There was no time to look for them.

She returned to the arroyo and moved up the wash, keeping to the side when it widened, hoping it would afford some minimal
cover as she climbed through the creosote bushes and the palo verde. If she was reading the map right, her car had died a
few miles short of the arroyo she was to take to bring her to the trail head. Perhaps this one joined the other. She had to
keep moving. She tore her pants on a rock, and then a spike from an ocotillo nearly ripped her hair out, but she kept going.
She’d gone a few hundred yards when she heard a snapping sound in the air behind her, a crackling, like cellophane crinkling.

She turned. There was nothing there, but she felt a presence, a shimmering quality to the darkness, zigzagging lines, like
glass snakes, crawling across her field of vision, just below the visible spectrum.

They were coming for her.

She ran, the red rock walls of a shallow canyon rising to either side of her now. There was a chance that the canyon would
protect her, long enough to find somewhere to hide, a ledge, a cave, a javelina den, anything.

They were coming. How had they found her?

Then, on a distant hill, perhaps a mile off, she saw a light.

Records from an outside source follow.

use std::collections::BTreeMap;

use bytes::Bytes;

use super::*;
use crate::bencode::{decode, encode, Value};

fn build_torrent(length: i64, piece_length: i64, num_pieces: usize) -> Vec<u8> {
    let mut pieces = Vec::with_capacity(num_pieces * 20);
    for i in 0..num_pieces {
        pieces.extend_from_slice(&[i as u8; 20]);
    }

    let mut info = BTreeMap::new();
    info.insert(Bytes::from_static(b"length"), Value::Integer(length));
    info.insert(Bytes::from_static(b"name"), Value::string("sample.txt"));
    info.insert(
        Bytes::from_static(b"piece length"),
        Value::Integer(piece_length),
    );
    info.insert(Bytes::from_static(b"pieces"), Value::Bytes(pieces.into()));

    let mut root = BTreeMap::new();
    root.insert(
        Bytes::from_static(b"announce"),
        Value::string("http://tracker.example.com/announce"),
    );
    root.insert(Bytes::from_static(b"info"), Value::Dict(info));

    encode(&Value::Dict(root)).unwrap()
}

#[test]
fn test_parse_metainfo() {
    let data = build_torrent(92063, 32768, 3);
    let metainfo = Metainfo::from_bytes(&data).unwrap();

    assert_eq!(metainfo.announce, "http://tracker.example.com/announce");
    assert_eq!(metainfo.info.name, "sample.txt");
    assert_eq!(metainfo.info.length, 92063);
    assert_eq!(metainfo.info.piece_length, 32768);
    assert_eq!(metainfo.info.num_pieces(), 3);
    assert_eq!(metainfo.info.pieces[1], [1u8; 20]);
}

#[test]
fn test_info_hash_matches_raw_info() {
    let data = build_torrent(92063, 32768, 3);
    let metainfo = Metainfo::from_bytes(&data).unwrap();

    // The raw info dictionary round-trips through the codec and hashes to
    // the recorded info hash.
    let reparsed = decode(metainfo.raw_info()).unwrap();
    assert_eq!(encode(&reparsed).unwrap(), metainfo.raw_info().as_ref());
    assert_eq!(
        metainfo.info_hash,
        InfoHash::from_info_bytes(metainfo.raw_info())
    );
}

#[test]
fn test_piece_size() {
    let data = build_torrent(92063, 32768, 3);
    let info = Metainfo::from_bytes(&data).unwrap().info;

    assert_eq!(info.piece_size(0), 32768);
    assert_eq!(info.piece_size(1), 32768);
    // 92063 - 2 * 32768
    assert_eq!(info.piece_size(2), 26527);
}

#[test]
fn test_piece_size_exact_multiple() {
    let data = build_torrent(65536, 32768, 2);
    let info = Metainfo::from_bytes(&data).unwrap().info;

    assert_eq!(info.piece_size(0), 32768);
    assert_eq!(info.piece_size(1), 32768);
}

#[test]
fn test_piece_count_mismatch_rejected() {
    // 92063 bytes at 32768 per piece needs 3 hashes, not 2.
    let data = build_torrent(92063, 32768, 2);
    assert!(matches!(
        Metainfo::from_bytes(&data),
        Err(MetainfoError::InvalidField("pieces"))
    ));
}

#[test]
fn test_missing_announce() {
    let mut info = BTreeMap::new();
    info.insert(Bytes::from_static(b"length"), Value::Integer(1));
    let mut root = BTreeMap::new();
    root.insert(Bytes::from_static(b"info"), Value::Dict(info));
    let data = encode(&Value::Dict(root)).unwrap();

    assert!(matches!(
        Metainfo::from_bytes(&data),
        Err(MetainfoError::MissingField("announce"))
    ));
}

#[test]
fn test_info_from_raw() {
    let data = build_torrent(92063, 32768, 3);
    let metainfo = Metainfo::from_bytes(&data).unwrap();

    let info = Info::from_raw(metainfo.raw_info()).unwrap();
    assert_eq!(info.length, 92063);
    assert_eq!(info.num_pieces(), 3);
}

#[test]
fn test_info_hash_hex() {
    let hash = InfoHash::from_hex("C12FE1C06BBA254A9DC9F519B335AA7C1367A88A").unwrap();
    assert_eq!(hash.to_hex(), "c12fe1c06bba254a9dc9f519b335aa7c1367a88a");

    assert!(InfoHash::from_hex("c12fe1").is_err());
    assert!(InfoHash::from_hex("zz2fe1c06bba254a9dc9f519b335aa7c1367a88a").is_err());
}

#[test]
fn test_info_hash_url_encode() {
    let hash = InfoHash::from_bytes([0xab; 20]);
    assert!(hash.url_encode().starts_with("%ab%ab"));
    assert_eq!(hash.url_encode().len(), 60);
}

#[test]
fn test_magnet_parse() {
    let uri = "magnet:?xt=urn:btih:ad42ce8109f54c99613ce38f9b4d87e70f24a165\
               &dn=magnet1.gif&tr=http%3A%2F%2Fbittorrent-test-tracker.codecrafters.io%2Fannounce";
    let magnet = MagnetLink::parse(uri).unwrap();

    assert_eq!(
        magnet.info_hash.to_hex(),
        "ad42ce8109f54c99613ce38f9b4d87e70f24a165"
    );
    assert_eq!(magnet.display_name.as_deref(), Some("magnet1.gif"));
    assert_eq!(
        magnet.tracker,
        "http://bittorrent-test-tracker.codecrafters.io/announce"
    );
}

#[test]
fn test_magnet_parse_params_any_order() {
    let uri = "magnet:?tr=http%3A%2F%2Ft.example%2Fannounce\
               &xt=urn:btih:AD42CE8109F54C99613CE38F9B4D87E70F24A165";
    let magnet = MagnetLink::parse(uri).unwrap();
    assert_eq!(
        magnet.info_hash.to_hex(),
        "ad42ce8109f54c99613ce38f9b4d87e70f24a165"
    );
    assert!(magnet.display_name.is_none());
}

#[test]
fn test_magnet_parse_invalid() {
    // Wrong scheme
    assert!(MagnetLink::parse("http://example.com").is_err());
    // Missing xt
    assert!(MagnetLink::parse("magnet:?tr=http%3A%2F%2Ft.example").is_err());
    // Wrong topic type
    assert!(MagnetLink::parse(
        "magnet:?xt=urn:sha1:ad42ce8109f54c99613ce38f9b4d87e70f24a165&tr=x"
    )
    .is_err());
    // Truncated hash
    assert!(MagnetLink::parse("magnet:?xt=urn:btih:ad42ce&tr=x").is_err());
    // Missing tracker
    assert!(MagnetLink::parse(
        "magnet:?xt=urn:btih:ad42ce8109f54c99613ce38f9b4d87e70f24a165"
    )
    .is_err());
}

It looked like a fire. A fire meant people. Out here, in the desert, at three in the morning, it probably meant people she
didn’t want to know, people who might do her harm, smugglers or thieves, but she didn’t care—perhaps there was strength in
numbers. Perhaps the presence of witnesses would be enough to make the evil ones leave her alone. Unless the evil ones wanted
to kill them all, but if that was what they wanted to do, there was nothing to stop them.

She headed for the light.

Around the fire, the dancers moved, chanting as they circled, their faces painted in the reds and yellows of the earth. There
was a Hopi warrior. There was a Navaho medicine man, and a Mescalero shaman, his back covered by the skins of a coyote, the
image of Kokopelli tattooed across his bare chest. Two women danced naked from the waist up, their eyes closed as they swayed,
enraptured by the chanting and the drumming, at one with the pulse of the universe, the orange-blossom turquoise necklaces
clattering against the sacred crystals strung with leather lanyards that hung from their necks. There was a Mandan holy man,
dressed in buffalo hides, and another warrior whose leathers were like those of the Cree or the Blackfoot, adorned with Sioux
beads he’d purchased at a Cherokee trading post in Enid, Oklahoma. Next to him was a man dressed as a
Star Trek
captain, accompanied by his Klingon wife, and her best friend, who’d come dressed as Counselor Troy, even though at five-foot-three
and a hefty two hundred twenty pounds, the resemblance stopped at the costume, the cleavage, and the curly black wig. A shy
man in Vulcan ears stood back from the circle, reluctant to partake of the hallucinogenic mushrooms the leader of the group
had provided but doing his best to be a good sport, a believer.